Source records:

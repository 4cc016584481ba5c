//! Segmented mode for payloads beyond the very-large threshold.
//!
//! The payload is divided into fixed 64 MiB strides. Each segment task opens
//! its own read and write handle, so segments complete in any order and
//! never contend on a shared file cursor. A pool of `max_parallelism`
//! workers bounds the number of in-flight segments.
//!
//! Encryption pre-allocates the output (header + payload + worst-case
//! per-segment expansion) and truncates to the exact end once every segment
//! has landed. Decryption finishes with the padding reconciliation pass.

use std::fs::{File, OpenOptions};
use std::io::{Read, Seek, SeekFrom, Write};
use std::path::Path;
use std::thread;

use crossbeam::channel::{bounded, unbounded};
use tracing::info;

use crate::cipher::FileCipher;
use crate::config::EngineConfig;
use crate::constants::{HEADER_LEN, SEGMENT_SLACK};
use crate::header::{encode_header, read_header, FileHeader};
use crate::key::Key;
use crate::padding;
use crate::pipeline::cancel::CancelToken;
use crate::pipeline::progress::ProgressCounters;
use crate::pipeline::Direction;
use crate::types::EngineError;

#[derive(Debug, Clone, Copy)]
struct SegmentJob {
    input_offset: u64,
    input_len: usize,
    output_offset: u64,
}

fn read_segment(path: &Path, offset: u64, len: usize) -> std::io::Result<Vec<u8>> {
    let mut file = File::open(path)?;
    file.seek(SeekFrom::Start(offset))?;
    let mut buf = vec![0u8; len];
    file.read_exact(&mut buf)?;
    Ok(buf)
}

fn write_segment(path: &Path, offset: u64, data: &[u8]) -> std::io::Result<()> {
    let mut file = OpenOptions::new().write(true).open(path)?;
    file.seek(SeekFrom::Start(offset))?;
    file.write_all(data)
}

pub(crate) fn process(
    input: &Path,
    output: &Path,
    cipher: &dyn FileCipher,
    key: &Key,
    direction: Direction,
    config: &EngineConfig,
    cancel: &CancelToken,
    counters: &mut ProgressCounters,
) -> Result<(), EngineError> {
    let total_len = File::open(input)?.metadata()?.len();
    let segment_size = config.segment_size as usize;

    // Segment geometry. Input strides are plaintext-sized on the way in and
    // sealed-sized on the way out; output offsets follow from the cipher's
    // deterministic expansion, so tasks never overlap.
    let (payload_start, in_stride, out_base, out_stride) = match direction {
        Direction::Encrypt => (
            0u64,
            segment_size,
            HEADER_LEN as u64,
            cipher.sealed_len(segment_size) as u64,
        ),
        Direction::Decrypt => {
            let mut in_file = File::open(input)?;
            read_header(&mut in_file)?;
            (
                HEADER_LEN as u64,
                cipher.sealed_len(segment_size),
                0u64,
                segment_size as u64,
            )
        }
    };

    let payload_len = total_len - payload_start;
    let segments = payload_len.div_ceil(in_stride as u64);

    // Output setup: header + pre-allocation for encryption.
    {
        let mut out_file = File::create(output)?;
        if direction == Direction::Encrypt {
            out_file.write_all(&encode_header(&FileHeader::new(cipher.tag())))?;
            out_file.set_len(HEADER_LEN as u64 + payload_len + segments * SEGMENT_SLACK)?;
        }
    }

    let jobs: Vec<SegmentJob> = (0..segments)
        .map(|i| {
            let rel = i * in_stride as u64;
            SegmentJob {
                input_offset: payload_start + rel,
                input_len: ((payload_len - rel).min(in_stride as u64)) as usize,
                output_offset: out_base + i * out_stride,
            }
        })
        .collect();
    // Exact end of the ciphertext: full segments plus the sealed tail.
    let final_out_end = jobs
        .last()
        .map(|j| j.output_offset + cipher.sealed_len(j.input_len) as u64)
        .unwrap_or(out_base);

    let workers = config.max_parallelism.max(1).min(segments.max(1) as usize);
    let (job_tx, job_rx) = bounded::<SegmentJob>(workers);
    let (done_tx, done_rx) = unbounded::<Result<(usize, usize), EngineError>>();

    let mut first_err: Option<EngineError> = None;

    thread::scope(|scope| {
        // ---- Feeder ----
        let feeder_cancel = cancel.clone();
        scope.spawn(move || {
            for job in jobs {
                if feeder_cancel.is_cancelled() {
                    break;
                }
                if job_tx.send(job).is_err() {
                    break;
                }
            }
            drop(job_tx);
        });

        // ---- Segment workers ----
        for _ in 0..workers {
            let rx = job_rx.clone();
            let tx = done_tx.clone();
            let worker_cancel = cancel.clone();
            scope.spawn(move || {
                for job in rx.iter() {
                    if worker_cancel.is_cancelled() {
                        break;
                    }
                    let result = read_segment(input, job.input_offset, job.input_len)
                        .map_err(EngineError::Io)
                        .and_then(|data| {
                            let transformed = match direction {
                                Direction::Encrypt => cipher.encrypt(&data, key),
                                Direction::Decrypt => cipher.decrypt(&data, key),
                            }?;
                            write_segment(output, job.output_offset, &transformed)
                                .map_err(EngineError::Io)?;
                            Ok((job.input_len, transformed.len()))
                        });
                    if tx.send(result).is_err() {
                        break;
                    }
                }
            });
        }
        drop(job_rx);
        drop(done_tx);

        // ---- Join in completion order ----
        for result in done_rx.iter() {
            match result {
                Ok((bytes_in, bytes_out)) => counters.add_unit(bytes_in, bytes_out),
                Err(e) => {
                    if first_err.is_none() {
                        first_err = Some(e);
                        cancel.cancel();
                    }
                }
            }
        }
    });

    if let Some(e) = first_err {
        return Err(e);
    }
    cancel.check()?;

    if direction == Direction::Encrypt {
        // Trim the pre-allocation slack down to the real ciphertext end.
        OpenOptions::new().write(true).open(output)?.set_len(final_out_end)?;
    } else {
        padding::reconcile_file_tail(output, &cipher.padding(), config.buffer_size);
    }

    info!(
        input = %input.display(),
        segments,
        workers,
        "segmented mode complete"
    );
    Ok(())
}
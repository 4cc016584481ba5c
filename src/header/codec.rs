//! Header encoding and decoding.
//!
//! Design notes:
//! - Serializes a `FileHeader` into a fixed 16-byte buffer.
//! - Field order: magic (0..4), version (4), tag (5..9), reserve (9..16).
//! - Decoding verifies magic and version and rejects anything else with a
//!   distinguishable `HeaderError` so callers can branch on "invalid
//!   container" without string matching.

use std::io::Read;

use crate::cipher::identity::AlgorithmTag;
use crate::constants::{FORMAT_V1, HEADER_LEN, MAGIC_FCF1};
use crate::header::types::{FileHeader, HeaderError};

/// Serialize a `FileHeader` into its fixed 16-byte wire form.
pub fn encode_header(h: &FileHeader) -> [u8; HEADER_LEN] {
    let mut out = [0u8; HEADER_LEN];
    out[0..4].copy_from_slice(&MAGIC_FCF1); // 0..4  magic
    out[4] = h.version; // 4     version
    out[5..9].copy_from_slice(&h.tag.0); // 5..9  algorithm tag
    // 9..16 reserved, already zero
    out
}

/// Deserialize a 16-byte buffer into a `FileHeader`, verifying magic and
/// version.
pub fn decode_header(buf: &[u8]) -> Result<FileHeader, HeaderError> {
    if buf.len() < HEADER_LEN {
        return Err(HeaderError::BufferTooShort { have: buf.len(), need: HEADER_LEN });
    }

    let mut magic = [0u8; 4];
    magic.copy_from_slice(&buf[0..4]);
    if magic != MAGIC_FCF1 {
        return Err(HeaderError::InvalidMagic { have: magic, need: MAGIC_FCF1 });
    }

    let version = buf[4];
    if version != FORMAT_V1 {
        return Err(HeaderError::UnsupportedVersion { have: version });
    }

    let mut tag = [0u8; 4];
    tag.copy_from_slice(&buf[5..9]);

    let h = FileHeader { version, tag: AlgorithmTag(tag) };
    h.validate()?;
    Ok(h)
}

/// Consume exactly `HEADER_LEN` bytes from a stream and parse them.
///
/// A short stream maps to `BufferTooShort` ("truncated container") rather
/// than a bare I/O error so decrypt paths can distinguish it.
pub fn read_header<R: Read>(r: &mut R) -> Result<FileHeader, HeaderError> {
    let mut buf = [0u8; HEADER_LEN];
    let mut have = 0usize;
    while have < HEADER_LEN {
        let n = r
            .read(&mut buf[have..])
            .map_err(|_| HeaderError::BufferTooShort { have, need: HEADER_LEN })?;
        if n == 0 {
            return Err(HeaderError::BufferTooShort { have, need: HEADER_LEN });
        }
        have += n;
    }
    decode_header(&buf)
}
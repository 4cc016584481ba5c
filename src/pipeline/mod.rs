//! File processing pipeline.
//!
//! Three size-dispatched modes over one cipher interface:
//! - `small`: whole file in memory, no parallelism;
//! - `large`: sequential chunked read, bounded-parallel cipher workers,
//!   completion-order positioned writes;
//! - `segmented`: fixed 64 MiB strides, per-segment file handles,
//!   pool-width concurrency, padding reconciliation on decrypt.
//!
//! The orchestrator owns dispatch, preconditions, and the decrypt
//! false-return policy.

pub mod cancel;
mod large;
pub mod orchestrator;
pub mod progress;
mod segmented;
mod small;

pub use cancel::CancelToken;
pub use orchestrator::{FilePipeline, ProcessingMode};
pub use progress::{ProgressCounters, ProgressSnapshot};

/// Direction of a pipeline run; decides header handling and offset math.
#[derive(Debug, Clone, Copy, PartialEq, Eq)]
pub(crate) enum Direction {
    Encrypt,
    Decrypt,
}
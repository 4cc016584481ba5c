// Detection suite:
// * header-based identification on real containers
// * extension fallback for unreadable headers
// * nothing-detected cases (tiny files, unknown extensions)
// * encrypted path naming

use std::fs;
use std::path::Path;

use filecrypt_core::cipher::identity::{
    display_name, encrypted_path_for, tag_for_extension, AlgorithmTag, TAG_CC20, TAG_XCCH,
};
use filecrypt_core::detect::detect_algorithm;
use filecrypt_core::pipeline::{CancelToken, FilePipeline};

#[test]
fn detects_tag_from_header_for_every_catalog_cipher() {
    let pipeline = FilePipeline::default();
    for cipher in filecrypt_core::cipher::catalog() {
        let dir = tempfile::tempdir().unwrap();
        let input = dir.path().join("plain.bin");
        let sealed = dir.path().join("sealed.bin");
        fs::write(&input, b"detection fixture").unwrap();
        pipeline
            .encrypt_file(&input, &sealed, *cipher, None, None, &CancelToken::new())
            .unwrap();

        let detection = detect_algorithm(&sealed);
        assert_eq!(detection.tag, Some(cipher.tag()));
        assert_eq!(detection.header.map(|h| h.tag), Some(cipher.tag()));
    }
}

#[test]
fn falls_back_to_extension_when_header_is_garbage() {
    let dir = tempfile::tempdir().unwrap();
    let path = dir.path().join("archive.cc20");
    fs::write(&path, [0xFFu8; 64]).unwrap(); // no valid header

    let detection = detect_algorithm(&path);
    assert_eq!(detection.tag, Some(TAG_CC20));
    assert!(detection.header.is_none());
}

#[test]
fn detects_nothing_for_tiny_files() {
    let dir = tempfile::tempdir().unwrap();
    let path = dir.path().join("tiny.cc20");
    fs::write(&path, [0u8; 4]).unwrap();

    let detection = detect_algorithm(&path);
    assert!(detection.tag.is_none());
    assert!(detection.header.is_none());
}

#[test]
fn detects_nothing_for_unknown_extension() {
    let dir = tempfile::tempdir().unwrap();
    let path = dir.path().join("blob.xyz");
    fs::write(&path, [0xFFu8; 64]).unwrap();

    let detection = detect_algorithm(&path);
    assert!(detection.tag.is_none());
}

#[test]
fn detects_nothing_for_missing_file() {
    let dir = tempfile::tempdir().unwrap();
    let detection = detect_algorithm(&dir.path().join("absent.cc20"));
    assert!(detection.tag.is_none());
}

// ---- Identity map ----

#[test]
fn extension_lookup_is_case_insensitive_and_dot_tolerant() {
    assert_eq!(tag_for_extension("cc20"), Some(TAG_CC20));
    assert_eq!(tag_for_extension(".CC20"), Some(TAG_CC20));
    assert_eq!(tag_for_extension("xcch"), Some(TAG_XCCH));
    assert_eq!(tag_for_extension("tar"), None);
}

#[test]
fn display_name_falls_back_to_raw_tag() {
    assert_eq!(display_name(TAG_CC20), "ChaCha20");
    assert_eq!(display_name(AlgorithmTag::from_name("ZZZZ")), "ZZZZ");
}

#[test]
fn encrypted_path_appends_cipher_extension() {
    let path = encrypted_path_for(Path::new("/data/report.txt"), TAG_CC20);
    assert_eq!(path, Path::new("/data/report.txt.cc20"));

    let detected = tag_for_extension(path.extension().unwrap().to_str().unwrap());
    assert_eq!(detected, Some(TAG_CC20));
}
//! Progress accounting for pipeline runs.
//!
//! Counters are owned by whoever produced the work and merged
//! single-threaded where results are collected. This avoids locks inside
//! workers, atomics, and false sharing. A snapshot freezes the totals at
//! pipeline end.

use std::time::Duration;

use serde::Serialize;

/// Mutable counters collected during a pipeline run.
#[derive(Default, Clone, Debug, PartialEq, Eq, Serialize)]
pub struct ProgressCounters {
    pub bytes_in: u64,
    pub bytes_out: u64,
    pub units_completed: u64,
}

impl ProgressCounters {
    /// Record one completed chunk or segment.
    pub fn add_unit(&mut self, bytes_in: usize, bytes_out: usize) {
        self.bytes_in += bytes_in as u64;
        self.bytes_out += bytes_out as u64;
        self.units_completed += 1;
    }

    pub fn merge(&mut self, other: &ProgressCounters) {
        self.bytes_in += other.bytes_in;
        self.bytes_out += other.bytes_out;
        self.units_completed += other.units_completed;
    }
}

/// Immutable totals for one finished run.
#[derive(Clone, Debug, Serialize)]
pub struct ProgressSnapshot {
    pub mode: &'static str,
    pub bytes_in: u64,
    pub bytes_out: u64,
    pub units_completed: u64,
    pub elapsed_ms: u128,
}

impl ProgressSnapshot {
    pub fn from_counters(
        mode: &'static str,
        counters: &ProgressCounters,
        elapsed: Duration,
    ) -> Self {
        Self {
            mode,
            bytes_in: counters.bytes_in,
            bytes_out: counters.bytes_out,
            units_completed: counters.units_completed,
            elapsed_ms: elapsed.as_millis(),
        }
    }
}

§ PROBLEM STATEMENT
In the entries above, find the line holding "pub fn add_unit(&mut" and the line holding "self.bytes_out += other.bytes_out;"; print both of them and every line between, exactly, and nothing else.

§ EXERCISE RESULT
    pub fn add_unit(&mut self, bytes_in: usize, bytes_out: usize) {
        self.bytes_in += bytes_in as u64;
        self.bytes_out += bytes_out as u64;
        self.units_completed += 1;
    }

    pub fn merge(&mut self, other: &ProgressCounters) {
        self.bytes_in += other.bytes_in;
        self.bytes_out += other.bytes_out;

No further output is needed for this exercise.